10. Build up your courage
Once you have built up your courage and self-esteem, you can then face the
world head-on. We all approach this one in a different way. The first rule
must be not to compare yourself to others. It is not an easy rule to follow,
but nonetheless, you are new to freedom. That is exactly what you are, free.
Forget other people. Of course, be polite, but concentrate on your needs and
not anyone else’s, unless you have children.
There will come a time when you must begin to take risks. That is after the
huge risk you have put yourself through by leaving. You have taken a huge
leap forward, no need to jump in feet first, give it time to settle.
A great exercise for those who are worriers, is to write down all the worst
situations you feel may befall you. Once you have a thorough list, the next
stage is to consider how you might deal with each of them. Take notes on
your best plan and strategy. This will show you the problem from a
detached perspective. It will help you determine which approach is best for
each situation. If you feel it is too overwhelming, then break it down into
smaller and more manageable steps. As you tackle each micro-step, before
you know it, you will have reached the last one. Baby steps do lead to
resolving the whole of the problem.
You will make mistakes! The proverb, "to err is human," is true. You need
to embrace any mistakes you make and learn by them. Learning the right
way to do something is so much easier when you have knowledge of the
wrong way. You’re not perfect, no one is, but you only need to be as perfect
as you yourself want to be.
CHAPTER 20:
Hypnosis
T here are many different forms of hypnosis and their applications vary
widely. Understanding how hypnosis works, where it came from, and
how it applies to things like NLP is important in ensuring you can
get through the difficult thing we call life without being taken advantage of
or manipulated for darker desires.
When we think of hypnosis, we typically think of what is done on a stage
for fun. You are one of your friends goes up and sits in a chair to become
hypnotized. The hypnotist convinces you that you are some barnyard
animal or other silly thing and makes you act it out. Upon the snap of their
fingers you wake up with no recollection of what you had previously been
doing. While this is a form of hypnosis, it is not at all what actually goes on
with clinical hypnosis.
Many people have an issue with clinical hypnosis. This is due to the fact
they'd think of it the way that Hollywood portrays it. However, hypnosis
can be very beneficial to a lot of people and helping them solve their issues.

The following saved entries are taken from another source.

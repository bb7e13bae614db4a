use thiserror::Error;

/// Errors raised while fetching rows from the backend.
#[derive(Error, Debug)]
pub enum FetchError {
    /// The request never produced a response
    #[error("transport failure: {0}")]
    Transport(String),

    /// The backend answered with a non-success status
    #[error("backend returned HTTP {status}: {body}")]
    Status { status: u16, body: String },

    /// The response body was not a JSON array of rows
    #[error("failed to decode rows: {0}")]
    Decode(String),

    /// Pagination needs a positive page size
    #[error("page size must be greater than zero")]
    InvalidPageSize,

    /// The caller abandoned the fetch
    #[error("fetch cancelled")]
    Cancelled,
}

#[cfg(feature = "api")]
impl From<reqwest::Error> for FetchError {
    fn from(value: reqwest::Error) -> Self {
        if value.is_decode() {
            FetchError::Decode(value.to_string())
        } else {
            FetchError::Transport(value.to_string())
        }
    }
}
//! Runtime configuration.
//!
//! Sources, lowest precedence first: built-in defaults, a TOML file
//! (`gwm.toml` in the working directory, or an explicit path), then
//! `GWM_*` environment variables with `__` between nested keys, e.g.
//! `GWM_BACKEND__URL` or `GWM_CACHE__POINTS_MAX_AGE_SECS`.

use config::{Config, ConfigError, Environment, File};
use serde::{Deserialize, Serialize};
use std::path::{Path, PathBuf};
use std::time::Duration;

const DAY_SECS: u64 = 24 * 60 * 60;

#[derive(Debug, Clone, PartialEq, Default, Serialize, Deserialize)]
#[serde(default)]
pub struct Settings {
    pub backend: BackendSettings,
    pub cache: CacheSettings,
}

#[derive(Debug, Clone, PartialEq, Serialize, Deserialize)]
#[serde(default)]
pub struct BackendSettings {
    /// Base URL of the PostgREST endpoint
    pub url: String,
    pub api_key: Option<String>,
    pub timeout_secs: u64,
    /// Rows requested per page
    pub page_size: usize,
    /// Attempts per page request; 1 disables retries
    pub max_attempts: u32,
    pub retry_backoff_millis: u64,
}

impl Default for BackendSettings {
    fn default() -> Self {
        Self {
            url: "http://localhost:3000".to_string(),
            api_key: None,
            timeout_secs: 60,
            page_size: 1000,
            max_attempts: 1,
            retry_backoff_millis: 1000,
        }
    }
}

#[derive(Debug, Clone, PartialEq, Serialize, Deserialize)]
#[serde(default)]
pub struct CacheSettings {
    /// SQLite file for the persistent tier; in-memory when unset
    pub path: Option<PathBuf>,
    /// Byte ceiling for the persistent tier
    pub quota_bytes: Option<usize>,
    pub points_max_age_secs: u64,
    pub regions_max_age_secs: u64,
    pub history_max_age_secs: u64,
}

impl Default for CacheSettings {
    fn default() -> Self {
        Self {
            path: None,
            quota_bytes: None,
            points_max_age_secs: DAY_SECS,
            regions_max_age_secs: 7 * DAY_SECS,
            history_max_age_secs: DAY_SECS,
        }
    }
}

impl CacheSettings {
    pub fn points_max_age(&self) -> Duration {
        Duration::from_secs(self.points_max_age_secs)
    }

    pub fn regions_max_age(&self) -> Duration {
        Duration::from_secs(self.regions_max_age_secs)
    }

    pub fn history_max_age(&self) -> Duration {
        Duration::from_secs(self.history_max_age_secs)
    }
}

impl Settings {
    /// Load settings from `path` (required when given) or an optional
    /// `gwm.toml`, then apply environment overrides.
    pub fn load(path: Option<&Path>) -> Result<Self, ConfigError> {
        let file = match path {
            Some(path) => File::from(path).required(true),
            None => File::with_name("gwm").required(false),
        };
        Config::builder()
            .add_source(file)
            .add_source(
                Environment::with_prefix("GWM")
                    .prefix_separator("_")
                    .separator("__"),
            )
            .build()?
            .try_deserialize()
    }
}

Most people don't understand what being hypnotized means actually.
When you are under the influence of hypnosis you are more likely to accept
suggestions. It is a heightened State of Consciousness that allows extreme
focus. In addition, it is associated with being relaxed. When you are relaxed
you are more able to take on the Improvement suggestions that people make
to you. Getting your brain to relax can be very difficult and a hypnotic
trance can help make it easier.
Stage hypnosis can make it look like you can get a person to do absolutely
anything. However, this is not true. Sure, your brain is more open to
suggestions when you are in a hypnotized state, but it is very unlikely that
you would do something that is not naturally in your will. If you don't like
to act like a fool, it is unlikely that being hypnotized would cause you to do
so.
It is important to understand that not every person can be hypnotized. Part
of the process is that the individual undergoing it needs actually to want to
make a change and be hypnotized. For some people, it is simply impossible.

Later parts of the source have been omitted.